Et c’est pour cette lutte contre l’illettrisme que se battent, en risquant leurs vies, les héros de « L’Université des chèvres », colportant le savoir contenu dans leurs bagages, de village en village, en grimpant sur des chemins escarpés et en affrontant les intempéries, les accidents de terrain et surtout l’obscurantisme des hommes.

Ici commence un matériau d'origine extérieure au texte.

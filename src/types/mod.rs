#![forbid(unsafe_code)]

//! Identifiers, scalar kinds, and the crate-wide error type.

use std::fmt;

use serde::{Deserialize, Serialize};

/// Sequential 0-based node id, assigned in tape order.
#[derive(Copy, Clone, Eq, PartialEq, Ord, PartialOrd, Hash, Debug, Serialize)]
pub struct NodeId(pub u64);

/// External label stored in the first eight bytes of every frame.
#[derive(Copy, Clone, Eq, PartialEq, Ord, PartialOrd, Hash, Debug, Serialize)]
pub struct Label(pub u64);

impl NodeId {
    /// Returns the id as a table index.
    pub fn index(self) -> usize {
        self.0 as usize
    }
}

impl From<usize> for NodeId {
    fn from(value: usize) -> Self {
        NodeId(value as u64)
    }
}

impl fmt::Display for NodeId {
    fn fmt(&self, f: &mut fmt::Formatter<'_>) -> fmt::Result {
        write!(f, "{}", self.0)
    }
}

impl fmt::Display for Label {
    fn fmt(&self, f: &mut fmt::Formatter<'_>) -> fmt::Result {
        write!(f, "{}", self.0)
    }
}

/// Element type of the vectors stored on a tape.
#[derive(Copy, Clone, Debug, Eq, PartialEq, Hash, Serialize, Deserialize)]
#[serde(rename_all = "lowercase")]
pub enum ScalarKind {
    /// IEEE double precision.
    F64,
    /// IEEE single precision.
    F32,
    /// IEEE half precision, carried as raw bits.
    F16,
    /// Signed 8-bit fixed point.
    F8,
    /// Bit vectors packed eight dimensions per byte.
    B1x8,
}

impl ScalarKind {
    /// Bytes occupied by one stored scalar.
    pub const fn bytes_per_scalar(self) -> usize {
        match self {
            ScalarKind::F64 => 8,
            ScalarKind::F32 => 4,
            ScalarKind::F16 => 2,
            ScalarKind::F8 => 1,
            ScalarKind::B1x8 => 1,
        }
    }

    /// Payload width in bytes of a vector with `dimensions` components.
    pub const fn vector_bytes(self, dimensions: usize) -> usize {
        match self {
            ScalarKind::B1x8 => dimensions.div_ceil(8),
            ScalarKind::F64 | ScalarKind::F32 | ScalarKind::F16 | ScalarKind::F8 => {
                dimensions * self.bytes_per_scalar()
            }
        }
    }

    /// On-disk tag used by the region header.
    pub const fn to_byte(self) -> u8 {
        match self {
            ScalarKind::F64 => 1,
            ScalarKind::F32 => 2,
            ScalarKind::F16 => 3,
            ScalarKind::F8 => 4,
            ScalarKind::B1x8 => 5,
        }
    }

    /// Parses a header tag.
    pub fn from_byte(byte: u8) -> Result<Self> {
        match byte {
            1 => Ok(ScalarKind::F64),
            2 => Ok(ScalarKind::F32),
            3 => Ok(ScalarKind::F16),
            4 => Ok(ScalarKind::F8),
            5 => Ok(ScalarKind::B1x8),
            other => Err(TapeError::InvalidArgument(format!(
                "unknown scalar kind tag 0x{other:02X}"
            ))),
        }
    }
}

impl fmt::Display for ScalarKind {
    fn fmt(&self, f: &mut fmt::Formatter<'_>) -> fmt::Result {
        let name = match self {
            ScalarKind::F64 => "f64",
            ScalarKind::F32 => "f32",
            ScalarKind::F16 => "f16",
            ScalarKind::F8 => "f8",
            ScalarKind::B1x8 => "b1x8",
        };
        f.write_str(name)
    }
}

/// A borrowed vector tagged with its scalar kind.
#[derive(Copy, Clone, Debug)]
pub enum VectorRef<'a> {
    /// Double precision components.
    F64(&'a [f64]),
    /// Single precision components.
    F32(&'a [f32]),
    /// Half precision components as raw bits.
    F16(&'a [u16]),
    /// 8-bit components.
    F8(&'a [i8]),
    /// Packed bits, eight dimensions per byte.
    B1x8(&'a [u8]),
}

impl VectorRef<'_> {
    /// Scalar kind of the components.
    pub fn kind(&self) -> ScalarKind {
        match self {
            VectorRef::F64(_) => ScalarKind::F64,
            VectorRef::F32(_) => ScalarKind::F32,
            VectorRef::F16(_) => ScalarKind::F16,
            VectorRef::F8(_) => ScalarKind::F8,
            VectorRef::B1x8(_) => ScalarKind::B1x8,
        }
    }

    /// Encoded width in bytes.
    pub fn byte_len(&self) -> usize {
        match self {
            VectorRef::F64(v) => v.len() * 8,
            VectorRef::F32(v) => v.len() * 4,
            VectorRef::F16(v) => v.len() * 2,
            VectorRef::F8(v) => v.len(),
            VectorRef::B1x8(v) => v.len(),
        }
    }

    /// Writes the little-endian encoding into `dst`, which must be exactly
    /// [`VectorRef::byte_len`] bytes.
    pub fn write_le(&self, dst: &mut [u8]) {
        debug_assert_eq!(dst.len(), self.byte_len());
        match self {
            VectorRef::F64(v) => {
                for (chunk, x) in dst.chunks_exact_mut(8).zip(v.iter()) {
                    chunk.copy_from_slice(&x.to_le_bytes());
                }
            }
            VectorRef::F32(v) => {
                for (chunk, x) in dst.chunks_exact_mut(4).zip(v.iter()) {
                    chunk.copy_from_slice(&x.to_le_bytes());
                }
            }
            VectorRef::F16(v) => {
                for (chunk, x) in dst.chunks_exact_mut(2).zip(v.iter()) {
                    chunk.copy_from_slice(&x.to_le_bytes());
                }
            }
            VectorRef::F8(v) => {
                for (slot, x) in dst.iter_mut().zip(v.iter()) {
                    *slot = x.to_le_bytes()[0];
                }
            }
            VectorRef::B1x8(v) => dst.copy_from_slice(v),
        }
    }
}

/// Errors raised while indexing, resolving, or mutating node frames.
#[derive(thiserror::Error, Debug)]
pub enum TapeError {
    /// I/O failure while opening or mapping a region.
    #[error("IO: {0}")]
    Io(#[from] std::io::Error),
    /// The dimension field of a frame disagrees with the configured layout.
    #[error("format mismatch at offset {offset}: expected {expected} vector bytes, found {found}")]
    FormatMismatch {
        /// Frame start offset.
        offset: usize,
        /// Vector bytes implied by the layout.
        expected: usize,
        /// Vector bytes recorded on the frame.
        found: usize,
    },
    /// A frame or field extends past the end of its region.
    #[error("range {offset}+{len} exceeds region of {bound} bytes")]
    OutOfBounds {
        /// Start of the requested range.
        offset: usize,
        /// Length of the requested range.
        len: usize,
        /// Length of the region.
        bound: usize,
    },
    /// A frame carries a negative level.
    #[error("invalid level {level} at offset {offset}")]
    InvalidLevel {
        /// Frame start offset.
        offset: usize,
        /// Raw level field.
        level: i32,
    },
    /// Retriever or store wiring is inconsistent.
    #[error("configuration error: {0}")]
    Configuration(&'static str),
    /// Operation called out of order.
    #[error("precondition failed: {0}")]
    Precondition(&'static str),
    /// Retriever-resolved bytes disagree with the scanned tape.
    #[error("integrity error on node {node}: {detail}")]
    Integrity {
        /// Node being checked.
        node: NodeId,
        /// What differed.
        detail: String,
    },
    /// The bound region was released while still referenced.
    #[error("bound region has been released")]
    RegionReleased,
    /// No room left in the region for an appended frame.
    #[error("region full: need {needed} bytes, {available} available")]
    RegionFull {
        /// Bytes required by the frame.
        needed: usize,
        /// Bytes left after the tape.
        available: usize,
    },
    /// A region mapped read-only was asked for mutable access.
    #[error("region is read-only")]
    ReadOnly,
    /// Node id is unknown to the store or its retriever.
    #[error("node {0} not found")]
    NotFound(NodeId),
    /// Vector scalar kind differs from the layout.
    #[error("scalar mismatch: layout stores {expected}, vector is {found}")]
    ScalarMismatch {
        /// Scalar kind of the layout.
        expected: ScalarKind,
        /// Scalar kind of the supplied vector.
        found: ScalarKind,
    },
    /// Invalid argument.
    #[error("invalid argument: {0}")]
    InvalidArgument(String),
}

/// Result alias used throughout the crate.
pub type Result<T> = std::result::Result<T, TapeError>;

Pourtant, ils seront tous obligés de renoncer à leur sacerdoce : que ce soit Fortuné Chabert qui sillonnait les Alpes en 1833 et qui se retrouvera des années plus tard chez les Hopis de l’Arizona, que ce soit sa descendante la journaliste américaine Arizona Florès qui rencontre à son tour censure et populisme en étant mise à l’écart à cause de ces virulentes dénonciations du lobby des armes à feu dans son pays, ou que ce soit Sanjar éducateur qui, parcourant la montagne afghane avec son tableau sur le dos, sera chassé par les talibans et deviendra auxiliaire de l’armée américaine en Afghanistan.

Se déroulant sur plusieurs générations, ce bouleversant récit, qui prend fait et cause pour le droit à tous les enfants d’avoir un minimum de connaissances, quel que soit l’endroit où ils sont nés, est magistral : et il nous fait vraiment regretter la décision de Christian Lax de mettre fin à sa carrière d’auteur de bandes dessinées.

Gilles RATIER

(1) Voir parmi les articles récents sur BDzoom.com : L’art dit premier et les migrants comme fil rouge d’une exceptionnelle odyssée signée Lax !Deux actus autour de « La Grande Boucle », « Un certain Cervantès » par Christian Lax, « L’Écureuil du Vel’ d’Hiv’ » par Christian Lax, « Les Chevaux du vent » T2 par Jean-Claude Fournier et Lax ou « Pain d’alouette » T2 par Lax.

« L’Université des chèvres » par Christian Lax 

Éditions Futuropolis (23 €) — EAN : 978-2-7348-2933-5

Parution 11 janvier 2023

Galerie

Une réponse à L’ultime bande dessinée de Christian Lax ?

  1. Thark dit :

    Merci pour ce bel article, Gilles, d’autant plus que les extraits sont absolument splendides.
    Ce très grand auteur ayant toujours su se renouveler – quasiment se réinventer – en osant explorer avec intensité de nouveaux territoires graphiques et émotionnels, on n’est jamais las de Lax !

    Mais justement… J’ai du mal à en croire mes yeux quand je lis : « (…) la décision de Christian Lax de mettre fin à sa carrière d’auteur de bandes dessinées. »
    Comment ?!
    Est-ce possible ?
    On s’est déjà pris un sale coup de massue lorsque Jean-Marc Rochette, autre très grand « cré-acteur » du 9è Art inspiré et intègre, a lui-même déclaré que son magnifique « La dernière reine » serait son ultime album – notamment suite à un remue-ménage pénible qui crispe et divise certains ‘réseaux’ de la BD…
    Et donc, là, dans la même période, on assisterait une nouvelle fois à la « fin » d’un parcours artistique majeur ?
    Peut-on imaginer, Gilles, que lorsque vous évoquez « cet obscurantisme toujours présent dans notre monde », cela suggère qu’il y a un lien, ou des raisons communes, qui ont entraîné ces décisions de la part d’Auteurs aussi entiers et aussi accomplis ?
    Des décisions qu’ils ont certainement prises la mort dans l’âme et qui, pour ce qui me concerne, m’attristent beaucoup. (Et c’est rien de le dire…).